I have found that silence is the best policy… you don’t want to turn into the very thing you are criticising…control, guilt and judgement… let them believe, follow your own path…everything will work out…just right

Narcojloleptic's avatar

I’m not very religous, I have a lot of problems with religions. Try to show them some of your beliefs without getting to emotional. I know I get really excited and start yelling when I try to explain my beliefs and problems with religion.
Give some examples of how religion has gone wrong.

I believe that religions exclude people simply because they don’t have the same beliefs.
I wouldn’t want to worship anything that you are suppost to fear. You should follow a religion because you agree with the ways, not because you are afraid of being punished.

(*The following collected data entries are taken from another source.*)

//! The sync service: sync CRUD and registry credential vending.

use tokio::sync::mpsc;
use tokio_stream::wrappers::ReceiverStream;
use tonic::{Request, Response, Status};
use uuid::Uuid;

use cairn_core::Error;
use cairn_proto as proto;
use cairn_proto::status::to_status;
use cairn_proto::sync_service_server::SyncService;
use cairn_sync::{SyncConfig, SyncManager};

use crate::config::OciConfig;
use crate::gate::Gate;

const RESPONSE_BUFFER: usize = 10;

/// Sync service implementation.
#[derive(Clone)]
pub struct SyncServiceImpl {
    manager: SyncManager,
    oci: OciConfig,
    gate: Gate,
}

impl SyncServiceImpl {
    /// Creates the service over the sync manager and registry settings.
    #[must_use]
    pub fn new(manager: SyncManager, oci: OciConfig, gate: Gate) -> Self {
        Self { manager, oci, gate }
    }
}

fn parse_sync_id(raw: &str) -> Result<Uuid, Status> {
    Uuid::parse_str(raw).map_err(|e| {
        to_status(&Error::InvalidRequest(format!(
            "sync id must be a UUID, got {raw:?}: {e}"
        )))
    })
}

fn to_item(config: &SyncConfig) -> proto::SyncItem {
    proto::SyncItem {
        sync_id: config.sync_id.to_string(),
        remote_url: config.remote_url.clone(),
        created_at: config.created_at.to_rfc3339(),
        status: config.status.to_string(),
    }
}

#[tonic::async_trait]
impl SyncService for SyncServiceImpl {
    type ListSyncsStream = ReceiverStream<Result<proto::ListSyncsResponse, Status>>;

    async fn create_sync(
        &self,
        request: Request<proto::CreateSyncRequest>,
    ) -> Result<Response<proto::CreateSyncResponse>, Status> {
        self.gate.check(&request, "CreateSync")?;
        let remote_url = request.into_inner().remote_url;
        let sync_id = self
            .manager
            .create_sync(remote_url)
            .map_err(|e| to_status(&e))?;
        Ok(Response::new(proto::CreateSyncResponse {
            sync_id: sync_id.to_string(),
        }))
    }

    async fn list_syncs(
        &self,
        request: Request<proto::ListSyncsRequest>,
    ) -> Result<Response<Self::ListSyncsStream>, Status> {
        self.gate.check(&request, "ListSyncs")?;
        let configs = self.manager.list_syncs().map_err(|e| to_status(&e))?;

        let (tx, rx) = mpsc::channel(RESPONSE_BUFFER);
        tokio::spawn(async move {
            for config in configs {
                let response = proto::ListSyncsResponse {
                    item: Some(to_item(&config)),
                };
                if tx.send(Ok(response)).await.is_err() {
                    return;
                }
            }
        });

        Ok(Response::new(ReceiverStream::new(rx)))
    }

    async fn get_sync(
        &self,
        request: Request<proto::GetSyncRequest>,
    ) -> Result<Response<proto::GetSyncResponse>, Status> {
        self.gate.check(&request, "GetSync")?;
        let sync_id = parse_sync_id(&request.into_inner().sync_id)?;
        let config = self.manager.get_sync(sync_id).map_err(|e| to_status(&e))?;
        Ok(Response::new(proto::GetSyncResponse {
            item: Some(to_item(&config)),
        }))
    }

    async fn delete_sync(
        &self,
        request: Request<proto::DeleteSyncRequest>,
    ) -> Result<Response<proto::DeleteSyncResponse>, Status> {
        self.gate.check(&request, "DeleteSync")?;
        let sync_id = parse_sync_id(&request.into_inner().sync_id)?;
        self.manager
            .delete_sync(sync_id)
            .map_err(|e| to_status(&e))?;
        Ok(Response::new(proto::DeleteSyncResponse {}))
    }

    async fn request_registry_credentials(
        &self,
        request: Request<proto::RequestRegistryCredentialsRequest>,
    ) -> Result<Response<proto::RequestRegistryCredentialsResponse>, Status> {
        self.gate.check(&request, "RequestRegistryCredentials")?;
        Ok(Response::new(proto::RequestRegistryCredentialsResponse {
            registry_url: self.oci.registry_url.clone().unwrap_or_default(),
            repository: self.oci.repository.clone(),
            username: self.oci.username.clone().unwrap_or_default(),
            password: self.oci.password.clone().unwrap_or_default(),
        }))
    }
}
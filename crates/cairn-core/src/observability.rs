//! Observability infrastructure for Cairn.
//!
//! Structured logging with consistent spans across all components. Services
//! call [`init_logging`] once at startup; libraries only emit `tracing`
//! events and never install subscribers.

use std::sync::Once;
use tracing::Span;
use tracing_subscriber::{fmt, layer::SubscriberExt, util::SubscriberInitExt, EnvFilter};

static INIT: Once = Once::new();

/// Log output format.
#[derive(Debug, Clone, Copy, Default, PartialEq, Eq)]
pub enum LogFormat {
    /// JSON structured logs (for production).
    Json,
    /// Pretty-printed logs (for development).
    #[default]
    Pretty,
}

/// Initializes the logging subsystem.
///
/// Safe to call multiple times; subsequent calls are no-ops. Log levels are
/// controlled via `RUST_LOG` (e.g. `info`, `cairn_store=debug`).
pub fn init_logging(format: LogFormat) {
    INIT.call_once(|| {
        let env_filter =
            EnvFilter::try_from_default_env().unwrap_or_else(|_| EnvFilter::new("info"));

        match format {
            LogFormat::Json => {
                tracing_subscriber::registry()
                    .with(env_filter)
                    .with(fmt::layer().json())
                    .init();
            }
            LogFormat::Pretty => {
                tracing_subscriber::registry()
                    .with(env_filter)
                    .with(fmt::layer().pretty())
                    .init();
            }
        }
    });
}

/// Creates a span for a streaming RPC.
///
/// Service handlers attach this to the tasks they spawn so every event
/// inside a call carries the service, method and caller identity.
#[must_use]
pub fn rpc_span(service: &str, method: &str, trust_domain: &str) -> Span {
    tracing::info_span!(
        "rpc",
        service = service,
        method = method,
        trust_domain = trust_domain,
    )
}

#[cfg(test)]
mod tests {
    use super::*;

    #[test]
    fn init_logging_is_idempotent() {
        init_logging(LogFormat::Pretty);
        init_logging(LogFormat::Json);
    }

    #[test]
    fn span_helper_creates_usable_spans() {
        let span = rpc_span("StoreService", "Push", "example.org");
        let _guard = span.enter();
        tracing::info!("message inside rpc span");
    }
}
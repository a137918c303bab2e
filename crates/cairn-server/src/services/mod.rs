//! Service implementations for the four RPC groups.

pub mod routing;
pub mod search;
pub mod store;
pub mod sync;

pub use routing::RoutingServiceImpl;
pub use search::SearchServiceImpl;
pub use store::StoreServiceImpl;
pub use sync::SyncServiceImpl;
//! End-to-end scenarios over a real server and client.
//!
//! Each test boots a directory server on an ephemeral port with the
//! in-memory registry and drives it through the public client.

use std::collections::HashSet;
use std::time::Duration;

use tokio::net::TcpListener;
use tokio::sync::mpsc;
use tokio_util::sync::CancellationToken;

use cairn_client::{Client, Identity};
use cairn_core::prelude::*;
use cairn_server::{AppState, AuthzMode, Config};

async fn start_server_with_config(config: Config) -> String {
    let listener = TcpListener::bind("127.0.0.1:0")
        .await
        .expect("bind ephemeral port");
    let addr = listener.local_addr().expect("local addr");
    let state = AppState::build(config).expect("build state");
    tokio::spawn(cairn_server::serve_with_listener(state, listener));
    format!("http://{addr}")
}

async fn start_server() -> String {
    start_server_with_config(Config::default()).await
}

fn test_record() -> Record {
    AgentV1::new("test-agent", "v1")
        .with_skill(Skill::new("test-category-1", "test-class-1"))
        .into()
}

fn two_skill_record() -> Record {
    AgentV1::new("test-agent", "v1")
        .with_skill(Skill::new("test-category-1", "test-class-1"))
        .with_skill(Skill::new("test-category-2", "test-class-2"))
        .into()
}

#[tokio::test]
async fn push_pull_delete_roundtrip() {
    let url = start_server().await;
    let client = Client::connect(url).await.expect("connect");

    let record = test_record();
    let record_ref = client.push(&record).await.expect("push");
    assert_eq!(record_ref.cid.len(), 59, "CID must be 59 characters");

    let pulled = client.pull(&record_ref).await.expect("pull");
    assert_eq!(
        canonical(&record).expect("canonical"),
        canonical(&pulled).expect("canonical"),
        "pulled record must be byte-identical"
    );

    client.delete(&record_ref).await.expect("delete");

    let err = client.pull(&record_ref).await.expect_err("pull after delete");
    assert_eq!(err.code(), "NOT_FOUND");
}

#[tokio::test]
async fn lookup_serves_metadata() {
    let url = start_server().await;
    let client = Client::connect(url).await.expect("connect");

    let record = test_record();
    let record_ref = client.push(&record).await.expect("push");

    let meta = client.lookup(&record_ref).await.expect("lookup");
    assert_eq!(meta.cid, record_ref.cid);
    assert_eq!(
        meta.annotations.get("dir.name").map(String::as_str),
        Some("test-agent")
    );
    assert!(meta
        .labels
        .contains(&"/skills/test-category-1/test-class-1".to_string()));
}

#[tokio::test]
async fn publish_list_unpublish_flow() {
    let url = start_server().await;
    let client = Client::connect(url).await.expect("connect");

    let record = two_skill_record();
    let record_ref = client.push(&record).await.expect("push");
    client.publish(&record_ref).await.expect("publish");

    let single = client
        .list_collect(vec!["/skills/test-category-1/test-class-1".to_string()])
        .await
        .expect("list single label");
    assert_eq!(single.len(), 1);
    assert_eq!(single[0].cid, record_ref.cid);

    let both = client
        .list_collect(vec![
            "/skills/test-category-1/test-class-1".to_string(),
            "/skills/test-category-2/test-class-2".to_string(),
        ])
        .await
        .expect("list intersection");
    assert_eq!(both.len(), 1);

    let edges = client
        .legacy_list(vec!["/skills/test-category-1/test-class-1".to_string()])
        .await
        .expect("legacy list");
    assert_eq!(edges.len(), 1);
    assert_eq!(edges[0].1, record_ref.cid);

    client.unpublish(&record_ref).await.expect("unpublish");

    let after = client
        .list_collect(vec!["/skills/test-category-1/test-class-1".to_string()])
        .await
        .expect("list after unpublish");
    assert!(after.is_empty());
}

#[tokio::test]
async fn publish_of_absent_cid_fails() {
    let url = start_server().await;
    let client = Client::connect(url).await.expect("connect");

    let ghost = RecordRef::new(
        Cid::from_canonical_bytes(b"never pushed anywhere").as_str(),
    );
    let err = client.publish(&ghost).await.expect_err("publish absent");
    assert_eq!(err.code(), "NOT_FOUND");

    let err = client.unpublish(&ghost).await.expect_err("unpublish absent");
    assert_eq!(err.code(), "NOT_FOUND");
}

#[tokio::test]
async fn streaming_push_of_five_records() {
    let url = start_server().await;
    let client = Client::connect(url).await.expect("connect");

    let cancel = CancellationToken::new();
    let (tx, rx) = mpsc::channel(5);
    let mut results = client.push_stream(cancel, rx);

    for i in 0..5 {
        let record: Record = AgentV1::new(format!("stream-test-agent-{i}"), "v1").into();
        tx.send(record).await.expect("feed record");
    }
    drop(tx);

    let mut indices = Vec::new();
    let mut cids = HashSet::new();
    while let Some(item) = results.recv().await {
        let record_ref = item.outcome.expect("streamed push should succeed");
        assert!(!record_ref.cid.is_empty());
        cids.insert(record_ref.cid);
        indices.push(item.index);
    }

    assert_eq!(indices.len(), 5);
    assert_eq!(
        indices.iter().copied().collect::<HashSet<_>>(),
        (0..5).collect::<HashSet<_>>()
    );
    // Receiver indices are monotonically non-decreasing.
    assert!(indices.windows(2).all(|w| w[0] <= w[1]));
    assert_eq!(cids.len(), 5, "every record gets a distinct CID");
}

#[tokio::test]
async fn cancellation_closes_the_stream_promptly() {
    let url = start_server().await;
    let client = Client::connect(url).await.expect("connect");

    let cancel = CancellationToken::new();
    let (tx, rx) = mpsc::channel(1);
    let mut results = client.push_stream(cancel.clone(), rx);

    tx.send(test_record()).await.expect("feed first record");
    let first = results.recv().await.expect("first result");
    assert!(first.outcome.is_ok());

    cancel.cancel();

    // The output channel must close within the grace period, with no
    // deadlock regardless of how many results were still in flight.
    let grace = Duration::from_millis(200);
    loop {
        match tokio::time::timeout(grace, results.recv())
            .await
            .expect("stream did not close within the grace period")
        {
            Some(_) => continue,
            None => break,
        }
    }
    drop(tx);
}

#[tokio::test]
async fn empty_input_stream_closes_without_results() {
    let url = start_server().await;
    let client = Client::connect(url).await.expect("connect");

    let cancel = CancellationToken::new();
    let (tx, rx) = mpsc::channel::<Record>(1);
    drop(tx);
    let mut results = client.push_stream(cancel, rx);

    let item = tokio::time::timeout(Duration::from_secs(1), results.recv())
        .await
        .expect("stream should close promptly");
    assert!(item.is_none(), "no results expected on empty input");
}

#[tokio::test]
async fn batch_operations_share_one_stream() {
    let url = start_server().await;
    let client = Client::connect(url).await.expect("connect");

    let records: Vec<Record> = (0..3)
        .map(|i| AgentV1::new(format!("batch-agent-{i}"), "v1").into())
        .collect();

    let refs = client.push_batch(records.clone()).await.expect("push batch");
    assert_eq!(refs.len(), 3);

    let pulled = client.pull_batch(refs.clone()).await.expect("pull batch");
    assert_eq!(pulled.len(), 3);

    let metas = client.lookup_batch(refs.clone()).await.expect("lookup batch");
    assert_eq!(metas.len(), 3);

    client.delete_batch(refs.clone()).await.expect("delete batch");
    let err = client.pull(&refs[0]).await.expect_err("pull after delete");
    assert_eq!(err.code(), "NOT_FOUND");
}

#[tokio::test]
async fn per_item_errors_do_not_abort_the_stream() {
    let url = start_server().await;
    let client = Client::connect(url).await.expect("connect");

    let good = client.push(&test_record()).await.expect("push");

    let cancel = CancellationToken::new();
    let (tx, rx) = mpsc::channel(3);
    let mut results = client.pull_stream(cancel, rx);

    let ghost = RecordRef::new(Cid::from_canonical_bytes(b"missing").as_str());
    tx.send(good.clone()).await.expect("feed good");
    tx.send(ghost).await.expect("feed ghost");
    tx.send(good.clone()).await.expect("feed good again");
    drop(tx);

    let mut outcomes = Vec::new();
    while let Some(item) = results.recv().await {
        outcomes.push(item.outcome);
    }
    assert_eq!(outcomes.len(), 3, "the miss must not abort the stream");
    assert!(outcomes[0].is_ok());
    assert!(outcomes[1].is_err());
    assert!(outcomes[2].is_ok());
}

#[tokio::test]
async fn external_trust_domain_is_gated() {
    let url = start_server().await;

    let local = Client::connect(url.clone()).await.expect("connect local");
    let record_ref = local.push(&test_record()).await.expect("local push");

    let external = Client::connect_with_identity(
        url,
        Identity::new("peer.example.net", "eve"),
    )
    .await
    .expect("connect external");

    // Read-only methods are open to any trust domain.
    let pulled = external.pull(&record_ref).await.expect("external pull");
    assert_eq!(
        canonical(&pulled).expect("canonical"),
        canonical(&test_record()).expect("canonical")
    );
    external.lookup(&record_ref).await.expect("external lookup");

    // Mutations are not.
    let err = external
        .push(&test_record())
        .await
        .expect_err("external push");
    assert_eq!(err.code(), "PERMISSION_DENIED");

    let err = external
        .publish(&record_ref)
        .await
        .expect_err("external publish");
    assert_eq!(err.code(), "PERMISSION_DENIED");

    let err = external
        .delete(&record_ref)
        .await
        .expect_err("external delete");
    assert_eq!(err.code(), "PERMISSION_DENIED");
}

#[tokio::test]
async fn search_filters_published_records() {
    let url = start_server().await;
    let client = Client::connect(url).await.expect("connect");

    let translator: Record = AgentV1::new("translator", "1.0")
        .with_skill(Skill::new("nlp", "translation"))
        .into();
    let summarizer: Record = AgentV1::new("summarizer", "2.0")
        .with_skill(Skill::new("nlp", "summarization"))
        .into();

    let t_ref = client.push(&translator).await.expect("push translator");
    let s_ref = client.push(&summarizer).await.expect("push summarizer");
    client.publish(&t_ref).await.expect("publish translator");
    client.publish(&s_ref).await.expect("publish summarizer");

    let all = client.search(Vec::new(), 0).await.expect("match-all search");
    assert_eq!(all.len(), 2);

    let by_name = client
        .search(vec!["name=translator".to_string()], 0)
        .await
        .expect("search by name");
    assert_eq!(by_name, vec![t_ref.cid.clone()]);

    let by_label = client
        .search(vec!["label=/skills/nlp/summarization".to_string()], 0)
        .await
        .expect("search by label");
    assert_eq!(by_label, vec![s_ref.cid.clone()]);

    let none = client
        .search(vec!["name=translator".to_string(), "version=9.9".to_string()], 0)
        .await
        .expect("conjunctive search");
    assert!(none.is_empty());

    let err = client
        .search(vec!["color=red".to_string()], 0)
        .await
        .expect_err("unknown query key");
    assert_eq!(err.code(), "INVALID_REQUEST");
}

#[tokio::test]
async fn sync_mirrors_records_between_directories() {
    let upstream_url = start_server().await;
    let upstream = Client::connect(upstream_url.clone()).await.expect("connect upstream");

    let record = test_record();
    let record_ref = upstream.push(&record).await.expect("push upstream");
    upstream.publish(&record_ref).await.expect("publish upstream");

    let mirror_url = start_server_with_config(Config {
        sync_interval_secs: 1,
        ..Config::default()
    })
    .await;
    let mirror = Client::connect(mirror_url).await.expect("connect mirror");

    let sync_id = mirror
        .create_sync(upstream_url)
        .await
        .expect("create sync");
    assert_eq!(
        uuid::Uuid::parse_str(&sync_id).expect("uuid").get_version_num(),
        4
    );

    // The worker imports on its next cycle; poll with a deadline.
    let deadline = std::time::Instant::now() + Duration::from_secs(10);
    loop {
        match mirror.pull(&record_ref).await {
            Ok(mirrored) => {
                assert_eq!(
                    canonical(&record).expect("canonical"),
                    canonical(&mirrored).expect("canonical")
                );
                break;
            }
            Err(_) if std::time::Instant::now() < deadline => {
                tokio::time::sleep(Duration::from_millis(100)).await;
            }
            Err(err) => panic!("record never mirrored: {err}"),
        }
    }

    let syncs = mirror.list_syncs().await.expect("list syncs");
    assert_eq!(syncs.len(), 1);
    assert_eq!(syncs[0].sync_id, sync_id);

    mirror.delete_sync(&sync_id).await.expect("delete sync");
    let err = mirror.get_sync(&sync_id).await.expect_err("get deleted sync");
    assert_eq!(err.code(), "NOT_FOUND");
}

#[tokio::test]
async fn bundle_mode_loads_policy_from_disk() {
    let dir = tempfile::tempdir().expect("tempdir");
    let path = dir.path().join("policy.json");
    std::fs::write(
        &path,
        r#"{"allow":[{"trust_domain":"cairn.local","api_method":"*"}]}"#,
    )
    .expect("write bundle");

    let url = start_server_with_config(Config {
        authz_mode: AuthzMode::Bundle,
        authz_bundle_path: Some(path.display().to_string()),
        ..Config::default()
    })
    .await;

    // The own trust domain is allowed by the bundle.
    let local = Client::connect(url.clone()).await.expect("connect local");
    let record_ref = local.push(&test_record()).await.expect("local push");

    // The bundle carries no external rules, so even reads are denied,
    // unlike under the default rule policy.
    let external = Client::connect_with_identity(
        url,
        Identity::new("peer.example.net", "eve"),
    )
    .await
    .expect("connect external");
    let err = external.pull(&record_ref).await.expect_err("external pull");
    assert_eq!(err.code(), "PERMISSION_DENIED");
}

#[tokio::test]
async fn referrers_roundtrip_over_the_wire() {
    let url = start_server().await;
    let client = Client::connect(url).await.expect("connect");

    let record_ref = client.push(&test_record()).await.expect("push");

    let referrer = cairn_proto::Referrer {
        r#type: "signature".to_string(),
        data: b"detached-signature-bytes".to_vec(),
        annotations: Default::default(),
    };
    client
        .push_referrer(&record_ref, referrer)
        .await
        .expect("push referrer");

    let artifacts = client
        .pull_referrers(&record_ref, Some("signature"))
        .await
        .expect("pull referrers");
    assert_eq!(artifacts.len(), 1);
    assert_eq!(artifacts[0].data, b"detached-signature-bytes");

    let none = client
        .pull_referrers(&record_ref, Some("sbom"))
        .await
        .expect("pull filtered referrers");
    assert!(none.is_empty());
}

I saw a tv religous guy say this… he’s pretty smart and level headed.
Is man more just than god? We put men in jail for 120 years. Do you think that God is less kind and forgiving than man? The bible may say that you burn in hell forever, but forever doesn’t mean eternity. Is Sodom and Gomorrah still burning, nope it is ashes. the term “forever” is a perspective, something that seems to last a very long time because it is so agonyzing but it does eventually end.

I can’t remember the preacher guy’s name but it comes on on sundays he is skinny, and balding. on a network channel… nbc abc cbs or fox sorry I don’t remember better details

Blackberry's avatar

@Finley LOL I’m sorry you had to go through that.

ninjacolin's avatar

tell them you would go if it made sense to you, but it doesn’t.. so you won’t.

Finley's avatar

@Blackberry… you have no idea. I felt like I was forced into a chanting cult.

FireMadeFlesh's avatar

I had to do the same about a year back. It really depends on your relationship with your parents. I have always been able to be open with mine, and even though I knew this would hurt them a lot it was better than continuing to masquerade to them and half my friends. In my opinion, it is best to take it by degrees. Start out by doing something different on your day of worship, if they will allow it, like hanging out with friends or working. Then tell them that you have some issues with religion and wish to go to church less. Once they are comfortable with going by themselves a bit, tell them what you think in a tactful manner. Whatever you do it will hurt people, but the most important thing is to give your parents time to adjust to the new ideas. Best of luck!

Maximillian's avatar

@poisonedantidote Although I disagree with atheists (being Catholic) I do like your response. It isn’t religion that causes bad, its the people. Any one-religious, agnostics, atheists-could do bad. I would like to thank you for being someone who realizes this.

mattbrowne's avatar

Ask them whether they believe in free societies, pluralism and the freedom of religion.

By the way, not religions are the problem, but people who try to use religion to implement their hidden political agendas.

Coexist's avatar

Well telling them that religion is the problem is going to cause problems regardless. But if they keep bothering you because you’re not a believer, then it’s apparent that they don’t have respect for your right of free thinking. When someone questions your position and pushes you to believe in something your gave up, rationally that is, then that’s when you know that you’re trapped until you do something about it.
Just tell them why you don’t believe and wont think otherwise until these glaring problems (whatever they may be for you) are settled.

candide's avatar

for starters, you don’t argue beliefs with them; you listen to them, and do your own thing, proving that you can be the decent, respectable, successful human being they had hoped you would be without going to church…. takes time (but, gee, don’t lose touch with your spiritual self! like, that would be way bad, man!)